Kent Hughes parla del pastore come dell’esegeta pubblico della Scrittura. Nella predicazione deve trasparire la sottomissione alla Parola e la partecipazione affettiva, emotiva, totale alla Parola stessa. Richiamando la lezione omiletica di Jonathan Edwards, Hughes invita i predicatori a curare la predicazione “affettiva”, del cuore, da cuore a cuore. La lezioncina esegetica o il discorsone dottrinario non aiutano nessuno. I “sentimenti religiosi” devono attivarsi in chi annuncia affinché siano ricevuti da chi ascolta.

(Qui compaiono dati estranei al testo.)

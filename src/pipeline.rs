//! Batch orchestration
//!
//! A run walks fixed-width batches `[1, 1+W)`, `[1+W, 1+2W)`, ... across all items.
//! Each batch is templated into page files, rendered into one PDF and cleaned up
//! before the next batch starts. The run owns a temp directory for its lifetime.

use std::ops::Range;
use std::path::{Path, PathBuf};

use log::{info, warn};
use tempfile::TempDir;

use crate::batcher::TemplateBatcher;
use crate::config::{RunConfig, Variant, BUILTIN_MERGE_PAGE_LIMIT};
use crate::consolidate::{consolidate, Consolidation};
use crate::error::{Error, Result};
use crate::ids::IdentifierGenerator;
use crate::item::{IdentifierItems, InventoryItems, ItemSource};
use crate::progress::Progress;
use crate::render::sheet::compress_xz;
use crate::render::{BatchLabel, Rasterizer, SheetRenderer};
use crate::template::DocumentTemplate;

/// Half-open batch ranges covering `1..=total`
///
/// Every range is `width` wide, so the last one may reach past `total`.
#[derive(Debug, Clone)]
pub struct BatchRanges {
    next: u64,
    total: u64,
    width: u64,
}

pub fn batch_ranges(total: u64, width: u64) -> BatchRanges {
    BatchRanges {
        next: 1,
        total,
        width: width.max(1),
    }
}

impl Iterator for BatchRanges {
    type Item = Range<u64>;

    fn next(&mut self) -> Option<Range<u64>> {
        if self.next > self.total {
            return None;
        }
        let start = self.next;
        self.next += self.width;
        Some(start..self.next)
    }
}

/// Cut a batch range down to the items that exist
pub fn clamp_to_total(range: Range<u64>, total: u64) -> Range<u64> {
    range.start..range.end.min(total + 1)
}

/// Summary of a finished run
#[derive(Debug, Clone)]
pub struct RunReport {
    /// Batch files in batch order
    pub batch_outputs: Vec<PathBuf>,
    /// Identifier variant only
    pub consolidation: Option<Consolidation>,
    /// Identifier draws that had to be repeated
    pub collisions: u64,
    /// Set when the temp directory was kept
    pub temp_dir: Option<PathBuf>,
}

enum Labels {
    Identifiers(IdentifierItems),
    Inventory(InventoryItems),
}

impl Labels {
    fn source(&self) -> &dyn ItemSource {
        match self {
            Labels::Identifiers(items) => items as &dyn ItemSource,
            Labels::Inventory(items) => items,
        }
    }
}

/// One complete generation run
pub struct Run {
    config: RunConfig,
    template: DocumentTemplate,
    rasterizer: Box<dyn Rasterizer>,
    temp_dir: TempDir,
}

impl Run {
    pub fn new(
        config: RunConfig,
        template: DocumentTemplate,
        rasterizer: Box<dyn Rasterizer>,
    ) -> Result<Self> {
        config.validate()?;
        let temp_dir = tempfile::Builder::new()
            .prefix("ticket-sheets-")
            .tempdir()?;

        Ok(Self {
            config,
            template,
            rasterizer,
            temp_dir,
        })
    }

    pub fn temp_path(&self) -> &Path {
        self.temp_dir.path()
    }

    /// Run every batch, then consolidate
    ///
    /// On failure the temp directory is left on disk for inspection and its path is
    /// logged; finished batch files stay in the output directory.
    pub fn execute(self) -> Result<RunReport> {
        let Run {
            config,
            template,
            rasterizer,
            temp_dir,
        } = self;

        match run_batches(&config, template, rasterizer, temp_dir.path()) {
            Ok(mut report) => {
                if config.keep_temp {
                    report.temp_dir = Some(temp_dir.keep());
                } else {
                    temp_dir.close()?;
                }
                Ok(report)
            }
            Err(e) => {
                let kept = temp_dir.keep();
                warn!("Leaving temp artifacts in {}", kept.display());
                Err(e)
            }
        }
    }
}

fn run_batches(
    config: &RunConfig,
    template: DocumentTemplate,
    rasterizer: Box<dyn Rasterizer>,
    temp: &Path,
) -> Result<RunReport> {
    if config.exceeds_builtin_merge_limit() {
        warn!(
            "About {} pages will be consolidated in memory (limit {}); consider --merge-command",
            config.expected_pages(),
            BUILTIN_MERGE_PAGE_LIMIT
        );
    }

    let mut collisions = 0;
    let labels = match &config.variant {
        Variant::Identifiers { id_length, .. } => {
            let count = usize::try_from(config.total)
                .map_err(|_| Error::InvalidConfig(format!("too many items: {}", config.total)))?;

            info!("Generating {} identifiers", count);
            let mut generator = IdentifierGenerator::random(*id_length);
            let ids = generator.generate(count);
            collisions = generator.collisions();
            if collisions > 0 {
                info!("Redrew {} colliding identifiers", collisions);
            }

            Labels::Identifiers(IdentifierItems::new(ids, config.barcode.clone(), config.logo.clone()))
        }
        Variant::Inventory {
            inventory,
            lot,
            expiry,
        } => Labels::Inventory(InventoryItems {
            inventory: inventory.clone(),
            lot: lot.clone(),
            expiry: *expiry,
            count: config.total,
            barcode: config.barcode.clone(),
            logo: config.logo.clone(),
        }),
    };

    // The master file is compressed instead when batches are consolidated
    let compress_batches = config.compress && matches!(labels, Labels::Inventory(_));

    let batcher = TemplateBatcher::new(temp, config.page_size);
    let mut renderer = SheetRenderer::new(template, rasterizer, temp, &config.output_dir)
        .with_compression(compress_batches);
    let mut progress = if config.show_progress {
        Progress::new(config.progress_total())
    } else {
        Progress::hidden(config.progress_total())
    };

    let mut batch_outputs = Vec::new();
    for batch in batch_ranges(config.total, config.batch_size) {
        let range = clamp_to_total(batch, config.total);
        info!("Making a batch of tickets ({} - {})", range.start, range.end);

        let pages = batcher.write_range(range.clone(), labels.source(), &mut progress)?;
        let label = BatchLabel::new(config.naming.file_name(&range));
        batch_outputs.push(renderer.render(&pages, &label, &mut progress)?);
    }
    progress.finish();

    let consolidation = match (&config.variant, &labels) {
        (
            Variant::Identifiers {
                manifest,
                master,
                merge_tool,
                ..
            },
            Labels::Identifiers(items),
        ) => {
            let mut consolidation =
                consolidate(&batch_outputs, master, merge_tool, items.identifiers(), manifest)?;
            if config.compress {
                if let Some(master) = consolidation.master.take() {
                    consolidation.master = Some(compress_xz(&master)?);
                }
            }
            Some(consolidation)
        }
        _ => None,
    };

    info!("Done! {} batch files in {}", batch_outputs.len(), config.output_dir.display());

    Ok(RunReport {
        batch_outputs,
        consolidation,
        collisions,
        temp_dir: None,
    })
}

#[cfg(test)]
mod tests {
    use super::*;

    #[test]
    fn test_single_batch() {
        let ranges: Vec<_> = batch_ranges(90, 90).collect();
        assert_eq!(ranges, vec![1..91]);
    }

    #[test]
    fn test_last_batch_reaches_past_total() {
        let ranges: Vec<_> = batch_ranges(300, 90).collect();
        assert_eq!(ranges, vec![1..91, 91..181, 181..271, 271..361]);

        let clamped: Vec<_> = ranges.into_iter().map(|r| clamp_to_total(r, 300)).collect();
        assert_eq!(clamped.last(), Some(&(271..301)));
    }

    #[test]
    fn test_batches_never_overlap() {
        let ranges: Vec<_> = batch_ranges(1000, 70).collect();
        for pair in ranges.windows(2) {
            assert_eq!(pair[0].end, pair[1].start);
        }
        assert_eq!(ranges.first().map(|r| r.start), Some(1));
        assert!(ranges.last().unwrap().contains(&1000));
    }
}
//! Labels and their markup
//!
//! An [`Item`] is one label on a sheet. Items have no identity of their own: an
//! [`ItemSource`] builds them on demand from a 1-based item index.

use std::path::Path;

use base64::Engine;
use chrono::NaiveDate;

use crate::error::{Error, Result};
use crate::ids::Identifiers;

/// Barcode rendering directives, emitted as `jsbarcode-*` attributes
#[derive(Debug, Clone, PartialEq)]
pub struct BarcodeSpec {
    /// Symbology, `auto` lets the barcode script choose
    pub format: String,
    /// Width of a single bar in pixels
    pub width: u32,
    /// Bar height in pixels
    pub height: u32,
    /// Font size of the human-readable text
    pub font_size: u32,
    /// Gap between bars and text
    pub text_margin: u32,
}

impl Default for BarcodeSpec {
    fn default() -> Self {
        Self {
            format: "auto".to_string(),
            width: 2,
            height: 25,
            font_size: 8,
            text_margin: 0,
        }
    }
}

/// An image embedded into every label as a `data:` URI
#[derive(Debug, Clone, PartialEq)]
pub struct Logo {
    data_uri: String,
}

impl Logo {
    /// Load a PNG or JPEG from disk
    pub fn load(path: &Path) -> Result<Self> {
        if !path.exists() {
            return Err(Error::FileNotFound(path.to_path_buf()));
        }

        let mime = match path
            .extension()
            .and_then(|ext| ext.to_str())
            .map(|ext| ext.to_ascii_lowercase())
            .as_deref()
        {
            Some("png") => "image/png",
            Some("jpg") | Some("jpeg") => "image/jpeg",
            Some("svg") => "image/svg+xml",
            _ => {
                return Err(Error::General(format!(
                    "Unsupported logo image type: {}",
                    path.display()
                )))
            }
        };

        let bytes = std::fs::read(path)?;
        Ok(Self::from_bytes(mime, &bytes))
    }

    pub fn from_bytes(mime: &str, bytes: &[u8]) -> Self {
        let encoded = base64::engine::general_purpose::STANDARD.encode(bytes);
        Self {
            data_uri: format!("data:{};base64,{}", mime, encoded),
        }
    }

    pub fn data_uri(&self) -> &str {
        &self.data_uri
    }
}

/// One label's renderable content
#[derive(Debug, Clone, PartialEq)]
pub struct Item {
    /// 1-based position in the run
    pub index: u64,
    /// Human-readable caption printed above the barcode
    pub caption: String,
    /// Barcode payload
    pub value: String,
    pub barcode: BarcodeSpec,
    pub logo: Option<Logo>,
}

impl Item {
    /// Render this label as an HTML fragment
    pub fn markup(&self) -> String {
        let logo = match &self.logo {
            Some(logo) => format!(
                r#"
      <div class="label-left">
        <img src="{}" style="height:0.5in; width:auto; margin: 0 auto;">
      </div>
"#,
                logo.data_uri()
            ),
            None => String::new(),
        };

        format!(
            r#"
    <div class="label" data-index="{index}">{logo}
      <div class="label-right">
        <span>{caption}</span>
        <div>
          <svg
            class="barcode"
            jsbarcode-format="{format}"
            jsbarcode-width="{width}"
            jsbarcode-height="{height}"
            jsbarcode-fontsize="{font_size}"
            jsbarcode-value="{value}"
            jsbarcode-textmargin="{text_margin}">
          </svg>
        </div>
      </div>
    </div>
"#,
            index = self.index,
            logo = logo,
            caption = escape_html(&self.caption),
            format = escape_html(&self.barcode.format),
            width = self.barcode.width,
            height = self.barcode.height,
            font_size = self.barcode.font_size,
            value = escape_html(&self.value),
            text_margin = self.barcode.text_margin,
        )
    }
}

/// Builds items from 1-based indices
pub trait ItemSource {
    /// Item at `index`, `None` when the index is outside the source
    fn item(&self, index: u64) -> Option<Item>;

    /// Number of items the source can produce
    fn len(&self) -> u64;

    fn is_empty(&self) -> bool {
        self.len() == 0
    }
}

/// One label per issued identifier, encoding the identifier itself
pub struct IdentifierItems {
    ids: Identifiers,
    barcode: BarcodeSpec,
    logo: Option<Logo>,
}

impl IdentifierItems {
    pub fn new(ids: Identifiers, barcode: BarcodeSpec, logo: Option<Logo>) -> Self {
        Self { ids, barcode, logo }
    }

    pub fn identifiers(&self) -> &Identifiers {
        &self.ids
    }
}

impl ItemSource for IdentifierItems {
    fn item(&self, index: u64) -> Option<Item> {
        let id = self.ids.for_item(index)?;
        Some(Item {
            index,
            caption: id.to_string(),
            value: id.to_string(),
            barcode: self.barcode.clone(),
            logo: self.logo.clone(),
        })
    }

    fn len(&self) -> u64 {
        self.ids.len() as u64
    }
}

/// Identical inventory labels: `inventory | lot | expiry`, barcode encodes the lot
pub struct InventoryItems {
    pub inventory: String,
    pub lot: String,
    pub expiry: NaiveDate,
    pub count: u64,
    pub barcode: BarcodeSpec,
    pub logo: Option<Logo>,
}

impl ItemSource for InventoryItems {
    fn item(&self, index: u64) -> Option<Item> {
        if index == 0 || index > self.count {
            return None;
        }

        Some(Item {
            index,
            caption: format!(
                "{} | {} | {}",
                self.inventory,
                self.lot,
                format_expiry(self.expiry)
            ),
            value: self.lot.clone(),
            barcode: self.barcode.clone(),
            logo: self.logo.clone(),
        })
    }

    fn len(&self) -> u64 {
        self.count
    }
}

/// Parse an expiry date, accepting `2022-06-30` or `30.06.2022`
pub fn parse_expiry(s: &str) -> Result<NaiveDate> {
    let s = s.trim();
    NaiveDate::parse_from_str(s, "%Y-%m-%d")
        .or_else(|_| NaiveDate::parse_from_str(s, "%d.%m.%Y"))
        .map_err(|_| Error::InvalidConfig(format!("Invalid expiry date: {}", s)))
}

/// Expiry as printed on labels
pub fn format_expiry(date: NaiveDate) -> String {
    date.format("%d.%m.%Y").to_string()
}

fn escape_html(s: &str) -> String {
    let mut out = String::with_capacity(s.len());
    for c in s.chars() {
        match c {
            '&' => out.push_str("&amp;"),
            '<' => out.push_str("&lt;"),
            '>' => out.push_str("&gt;"),
            '"' => out.push_str("&quot;"),
            '\'' => out.push_str("&#39;"),
            _ => out.push(c),
        }
    }
    out
}

#[cfg(test)]
mod tests {
    use super::*;
    use crate::ids::IdentifierGenerator;

    fn inventory(count: u64) -> InventoryItems {
        InventoryItems {
            inventory: "F-100".to_string(),
            lot: "61208".to_string(),
            expiry: NaiveDate::from_ymd_opt(2022, 6, 30).unwrap(),
            count,
            barcode: BarcodeSpec::default(),
            logo: None,
        }
    }

    #[test]
    fn test_inventory_markup() {
        let item = inventory(5).item(3).unwrap();
        let markup = item.markup();

        assert!(markup.contains("F-100 | 61208 | 30.06.2022"));
        assert!(markup.contains(r#"jsbarcode-value="61208""#));
        assert!(markup.contains(r#"jsbarcode-format="auto""#));
        assert!(markup.contains(r#"data-index="3""#));
        assert!(!markup.contains("<img"));
    }

    #[test]
    fn test_inventory_out_of_range() {
        let items = inventory(5);
        assert!(items.item(0).is_none());
        assert!(items.item(6).is_none());
        assert!(items.item(5).is_some());
    }

    #[test]
    fn test_identifier_items_follow_sorted_order() {
        let mut draws = vec!["zz", "aa", "mm"].into_iter();
        let mut generator =
            IdentifierGenerator::with_draw(move || draws.next().unwrap_or("00").to_string());
        let items = IdentifierItems::new(generator.generate(3), BarcodeSpec::default(), None);

        assert_eq!(items.len(), 3);
        assert_eq!(items.item(1).unwrap().value, "aa");
        assert_eq!(items.item(3).unwrap().value, "zz");
        assert!(items.item(4).is_none());
    }

    #[test]
    fn test_logo_embedded_as_data_uri() {
        let logo = Logo::from_bytes("image/png", b"png");
        assert_eq!(logo.data_uri(), "data:image/png;base64,cG5n");

        let mut items = inventory(1);
        items.logo = Some(logo);
        assert!(items.item(1).unwrap().markup().contains(r#"<img src="data:image/png;base64,cG5n""#));
    }

    #[test]
    fn test_caption_is_escaped() {
        let mut items = inventory(1);
        items.inventory = "<F&1>".to_string();
        let markup = items.item(1).unwrap().markup();
        assert!(markup.contains("&lt;F&amp;1&gt;"));
    }

    #[test]
    fn test_parse_expiry_formats() {
        let expected = NaiveDate::from_ymd_opt(2022, 6, 30).unwrap();
        assert_eq!(parse_expiry("2022-06-30").unwrap(), expected);
        assert_eq!(parse_expiry("30.06.2022").unwrap(), expected);
        assert!(parse_expiry("June 30").is_err());
        assert_eq!(format_expiry(expected), "30.06.2022");
    }
}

Infine, l’intervento di Alfred Poirier sul pastore come “medico delle anime”. Qui il punto di riferimento del discorso non è un puritano, ma un padre della chiesa: il cappadoce Gregorio di Nazianzo (329-390). Gregorio aveva un’indole da uomo solitario, dedito alla meditazione personale. La chiamata al pastorato lo “obbligò” a stare tra le persone, a uscire dal suo desiderio di stare per conto proprio per mischiarsi con gli altri. Il pastore non può permettersi di coltivare l’isolamento, ma deve investire nelle relazioni. Non bastano nemmeno le relazioni “social”. Occorre dare peso alla costruzione di rapporti interpersonali all’insegna dell’incoraggiamento reciproco alla santità in Cristo.

Come si è detto, il volume apre tre finestre sulle sfide del ministero pastorale oggi. Pur in mezzo a tante criticità e pericoli, esso rimane una responsabilità alta e totalizzante per chi è chiamato da Dio e riconosciuto dalla chiesa. Nessuno è veramente sufficiente alle tante sollecitazioni cui è soggetto, ma tutti possiamo crescere verso ministeri specchi di vite integre, guarite ed in crescita.